Точка Омега - Евгений Шкловский Страница 7
Точка Омега - Евгений Шкловский читать онлайн бесплатно
Ознакомительный фрагмент
Какое развитие, какое движение, возражал Винер, если даже все самые удивительные технические новшества тут же приспосабливаются к злу и берутся им на вооружение, странно только, что все это еще не окончилось каким-нибудь необратимым катаклизмом. Сколько раз в детстве ему мерещилась медленно всплывающая над домами серебристая ракета, за чем неминуемо должен был последовать страшный взрыв и всеобщий конец. Откуда, спрашивается, в нем эта картинка, ставшая постоянным кошмаром его снов? Да и не так важно откуда. Ладно бы, речь шла о его собственной гибели, но ведь именно всеобщая, глобальная катастрофа мерещилась, в которой исчезнет и само человечество и все нажитое им за века цивилизации.
Впрочем, все эти фантазии не имеют особого значения. Как, впрочем, и давние студенческие споры. Мало ли, о чем тогда спорили, чем увлекались. Тогда все еще было внове, неопределенно, только закладывалось, и понятно, что в спорах многое вынашивалось. Теперь же все образовалось, полжизни, если не больше, минуло, никто не спорит, поскольку и так все понятно. Гусин – отличный переводчик, хотя и пьющий, Винер – преуспевающий бизнесмен, Валентина – успешный менеджер, культуртрегер, просто милая незамужняя женщина. Все, в общем, не так уж плохо. Омега, не Омега, экая разница? Да Гусин про нее не особенно и распространяется – то ли подустал, то ли разуверился, хотя если наберется серьезно, то может и раскочегариться – все-таки свое, заветное, даже очень может, и тогда в его глазах, испещренных набухшими красными прожилками, отчего они кажутся красными, начинает светиться то самое, давнее.
Так много гостей сразу, а у нее ничего не приготовлено, холодильник пустой, разве картошки сварить, ну еще салат из лосося (банка завалялась) с рисом, уже что-то!

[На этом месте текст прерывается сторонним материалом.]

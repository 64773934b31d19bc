// HTTP API Error Types
use axum::{extract::rejection::JsonRejection, http::StatusCode, response::IntoResponse, Json};
use serde_json::{json, Value};
use std::collections::HashMap;

use crate::auth::{AuthError, PasswordError, TokenError};
use crate::database::store::StoreError;

/// HTTP API error with appropriate status codes and client-friendly messages
#[derive(Debug)]
pub enum ApiError {
    // 400 Bad Request
    BadRequest(String),
    ValidationError {
        message: String,
        field_errors: Option<HashMap<String, String>>,
    },
    InvalidJson(String),

    // 401 Unauthorized
    Unauthorized(String),

    // 403 Forbidden
    Forbidden(String),

    // 404 Not Found
    NotFound(String),

    // 409 Conflict
    Conflict(String),

    // 500 Internal Server Error
    InternalServerError(String),

    // 503 Service Unavailable
    ServiceUnavailable(String),
}

impl ApiError {
    /// Get HTTP status code
    pub fn status_code(&self) -> StatusCode {
        match self {
            ApiError::BadRequest(_) => StatusCode::BAD_REQUEST,
            ApiError::ValidationError { .. } => StatusCode::BAD_REQUEST,
            ApiError::InvalidJson(_) => StatusCode::BAD_REQUEST,
            ApiError::Unauthorized(_) => StatusCode::UNAUTHORIZED,
            ApiError::Forbidden(_) => StatusCode::FORBIDDEN,
            ApiError::NotFound(_) => StatusCode::NOT_FOUND,
            ApiError::Conflict(_) => StatusCode::CONFLICT,
            ApiError::InternalServerError(_) => StatusCode::INTERNAL_SERVER_ERROR,
            ApiError::ServiceUnavailable(_) => StatusCode::SERVICE_UNAVAILABLE,
        }
    }

    /// Get client-safe error message
    pub fn message(&self) -> &str {
        match self {
            ApiError::BadRequest(msg) => msg,
            ApiError::ValidationError { message, .. } => message,
            ApiError::InvalidJson(msg) => msg,
            ApiError::Unauthorized(msg) => msg,
            ApiError::Forbidden(msg) => msg,
            ApiError::NotFound(msg) => msg,
            ApiError::Conflict(msg) => msg,
            ApiError::InternalServerError(msg) => msg,
            ApiError::ServiceUnavailable(msg) => msg,
        }
    }

    /// Get error code for client handling
    pub fn error_code(&self) -> &'static str {
        match self {
            ApiError::BadRequest(_) => "BAD_REQUEST",
            ApiError::ValidationError { .. } => "VALIDATION_ERROR",
            ApiError::InvalidJson(_) => "INVALID_JSON",
            ApiError::Unauthorized(_) => "UNAUTHORIZED",
            ApiError::Forbidden(_) => "FORBIDDEN",
            ApiError::NotFound(_) => "NOT_FOUND",
            ApiError::Conflict(_) => "CONFLICT",
            ApiError::InternalServerError(_) => "INTERNAL_SERVER_ERROR",
            ApiError::ServiceUnavailable(_) => "SERVICE_UNAVAILABLE",
        }
    }

    /// Convert to JSON response body
    pub fn to_json(&self) -> Value {
        let mut response = json!({
            "success": false,
            "error": self.message(),
            "code": self.error_code()
        });

        if let ApiError::ValidationError {
            field_errors: Some(field_errors),
            ..
        } = self
        {
            response["field_errors"] = json!(field_errors);
        }

        response
    }
}

impl ApiError {
    pub fn bad_request(message: impl Into<String>) -> Self {
        ApiError::BadRequest(message.into())
    }

    pub fn validation_error(message: impl Into<String>, field_errors: Option<HashMap<String, String>>) -> Self {
        ApiError::ValidationError {
            message: message.into(),
            field_errors,
        }
    }

    /// Validation failure attributed to a single field
    pub fn field_error(field: &str, message: impl Into<String>) -> Self {
        let message = message.into();
        let mut field_errors = HashMap::new();
        field_errors.insert(field.to_string(), message.clone());
        ApiError::validation_error(message, Some(field_errors))
    }

    pub fn invalid_json(message: impl Into<String>) -> Self {
        ApiError::InvalidJson(message.into())
    }

    pub fn unauthorized(message: impl Into<String>) -> Self {
        ApiError::Unauthorized(message.into())
    }

    pub fn forbidden(message: impl Into<String>) -> Self {
        ApiError::Forbidden(message.into())
    }

    pub fn not_found(message: impl Into<String>) -> Self {
        ApiError::NotFound(message.into())
    }

    pub fn conflict(message: impl Into<String>) -> Self {
        ApiError::Conflict(message.into())
    }

    pub fn internal_server_error(message: impl Into<String>) -> Self {
        ApiError::InternalServerError(message.into())
    }

    pub fn service_unavailable(message: impl Into<String>) -> Self {
        ApiError::ServiceUnavailable(message.into())
    }
}

impl From<StoreError> for ApiError {
    fn from(err: StoreError) -> Self {
        match err {
            StoreError::UniqueViolation(_) => ApiError::conflict("Identifier already registered"),
            StoreError::PoolExhausted => {
                tracing::error!("Database pool exhausted");
                ApiError::service_unavailable("Database temporarily unavailable")
            }
            StoreError::InvalidReference(column) => {
                let message = format!("Unknown {}", column.trim_end_matches("_id"));
                ApiError::field_error(&column, message)
            }
            StoreError::Sqlx(sqlx_err) => {
                // Don't expose internal SQL errors to clients
                tracing::error!("SQLx error: {}", sqlx_err);
                ApiError::internal_server_error("Database error occurred")
            }
        }
    }
}

impl From<TokenError> for ApiError {
    fn from(err: TokenError) -> Self {
        match err {
            TokenError::Missing => ApiError::unauthorized("No token provided"),
            TokenError::Expired => ApiError::forbidden("Token expired"),
            TokenError::Invalid(_) => ApiError::forbidden("Invalid token"),
            TokenError::Signing(msg) => {
                tracing::error!("Token signing failed: {}", msg);
                ApiError::internal_server_error("Failed to issue token")
            }
            TokenError::InvalidSecret => {
                tracing::error!("Token secret not configured");
                ApiError::internal_server_error("Failed to issue token")
            }
        }
    }
}

impl From<PasswordError> for ApiError {
    fn from(err: PasswordError) -> Self {
        tracing::error!("Password hashing error: {}", err);
        ApiError::internal_server_error("An error occurred while processing your request")
    }
}

impl From<AuthError> for ApiError {
    fn from(err: AuthError) -> Self {
        match err {
            AuthError::InvalidCredentials => ApiError::unauthorized("Invalid credentials"),
            AuthError::DuplicateIdentifier(_) => ApiError::conflict("Identifier already registered"),
            AuthError::NotFound => ApiError::not_found("Account not found"),
            AuthError::Validation { field, message } => ApiError::field_error(field, message),
            AuthError::Store(e) => e.into(),
            AuthError::Token(e) => e.into(),
            AuthError::Password(e) => e.into(),
        }
    }
}

impl From<JsonRejection> for ApiError {
    fn from(rejection: JsonRejection) -> Self {
        ApiError::invalid_json(rejection.body_text())
    }
}

impl std::fmt::Display for ApiError {
    fn fmt(&self, f: &mut std::fmt::Formatter<'_>) -> std::fmt::Result {
        write!(f, "{}", self.message())
    }
}

impl std::error::Error for ApiError {}

// Automatic HTTP response conversion for Axum
impl IntoResponse for ApiError {
    fn into_response(self) -> axum::response::Response {
        (self.status_code(), Json(self.to_json())).into_response()
    }
}

#[cfg(test)]
mod tests {
    use super::*;

    #[test]
    fn token_errors_split_401_and_403() {
        assert_eq!(ApiError::from(TokenError::Missing).status_code(), StatusCode::UNAUTHORIZED);
        assert_eq!(ApiError::from(TokenError::Expired).status_code(), StatusCode::FORBIDDEN);
        assert_eq!(
            ApiError::from(TokenError::Invalid("bad signature".into())).status_code(),
            StatusCode::FORBIDDEN
        );
    }

    #[test]
    fn store_errors_hide_details() {
        let err = ApiError::from(StoreError::Sqlx(sqlx::Error::ColumnNotFound("password_hash".into())));
        assert_eq!(err.status_code(), StatusCode::INTERNAL_SERVER_ERROR);
        assert!(!err.message().contains("password_hash"));

        let err = ApiError::from(StoreError::PoolExhausted);
        assert_eq!(err.status_code(), StatusCode::SERVICE_UNAVAILABLE);
    }

    #[test]
    fn unknown_reference_is_a_field_error() {
        let err = ApiError::from(StoreError::InvalidReference("department_id".into()));
        assert_eq!(err.status_code(), StatusCode::BAD_REQUEST);
        assert_eq!(err.to_json()["field_errors"]["department_id"], "Unknown department");
    }

    #[test]
    fn auth_errors_map_to_statuses() {
        assert_eq!(ApiError::from(AuthError::InvalidCredentials).status_code(), StatusCode::UNAUTHORIZED);
        assert_eq!(
            ApiError::from(AuthError::DuplicateIdentifier("S001".into())).status_code(),
            StatusCode::CONFLICT
        );
        assert_eq!(ApiError::from(AuthError::NotFound).status_code(), StatusCode::NOT_FOUND);
    }

    #[test]
    fn validation_body_names_the_field() {
        let err = ApiError::from(AuthError::Validation {
            field: "password",
            message: "Password must be at least 8 characters".into(),
        });
        let body = err.to_json();
        assert_eq!(body["success"], false);
        assert_eq!(body["code"], "VALIDATION_ERROR");
        assert_eq!(body["field_errors"]["password"], "Password must be at least 8 characters");
    }
}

Кто ж мог подумать, что они вот так нагрянут, Тамарины одноклассники, вдруг вспомнят. На похоронах только Маша была, подруга, самая близкая, она и на сороковины приходила, а тут сразу человек семь.
Набились в кухню, смущенно, она и раньше-то мало кого видела, разве только имена – от Тамары, или на родительских собраниях, на которые она, плохая мать, ходила редко, да и что толку? И сама знала про Тамару все, что ей там могли сказать: умная, способная, одна из самых продвинутых в классе, но рассеянна, замкнута, на уроках читает постороннее…

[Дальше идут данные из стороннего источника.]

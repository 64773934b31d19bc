use std::sync::Arc;

use anyhow::Context;
use serde_json::{json, Value};

use crate::cli::OutputFormat;
use crate::config::AppConfig;
use crate::database::{DatabaseManager, PgStore};

/// Output a success message in the appropriate format
pub fn output_success(output_format: &OutputFormat, message: &str, data: Option<Value>) -> anyhow::Result<()> {
    match output_format {
        OutputFormat::Json => {
            let mut response = json!({
                "success": true,
                "message": message
            });

            if let Some(data_value) = data {
                response["data"] = data_value;
            }

            println!("{}", serde_json::to_string_pretty(&response)?);
        }
        OutputFormat::Text => {
            println!("✓ {}", message);
        }
    }
    Ok(())
}

/// Configuration from the environment (and `.env`)
pub fn load_config() -> anyhow::Result<AppConfig> {
    AppConfig::from_env().context("invalid configuration")
}

/// Store backed by a freshly connected pool
pub async fn connect_store(config: &AppConfig) -> anyhow::Result<Arc<PgStore>> {
    let pool = DatabaseManager::connect(config)
        .await
        .context("failed to connect to database")?;
    Ok(Arc::new(PgStore::new(pool)))
}
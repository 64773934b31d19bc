// handlers/public/mod.rs - Public handlers (no authentication required)
//
// Token acquisition and self-registration. Every input here is untrusted,
// so validation happens before anything reaches the store.
pub mod auth;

Что говорить, много волнений с ней было, о чем в школе, наверно, не догадывались даже. Очень много. Не в том дело, что слишком самостоятельная, это, впрочем, тоже, но еще что-то, чего не определить. Ускользающее. Внутренняя твердость и серьезность какая-то необычная – откуда?
Возможно, ранняя смерть отца подействовала. Иногда казалось, что Тамара старше ее, матери, особенно если посмотрит укоризненно или недоумевающе, как она это умела, темноокая, ресницы длинные черные, не было надобности подкрашивать, глаза фантастические – как у царицы Тамары. Не случайно, выходит, так ее назвали.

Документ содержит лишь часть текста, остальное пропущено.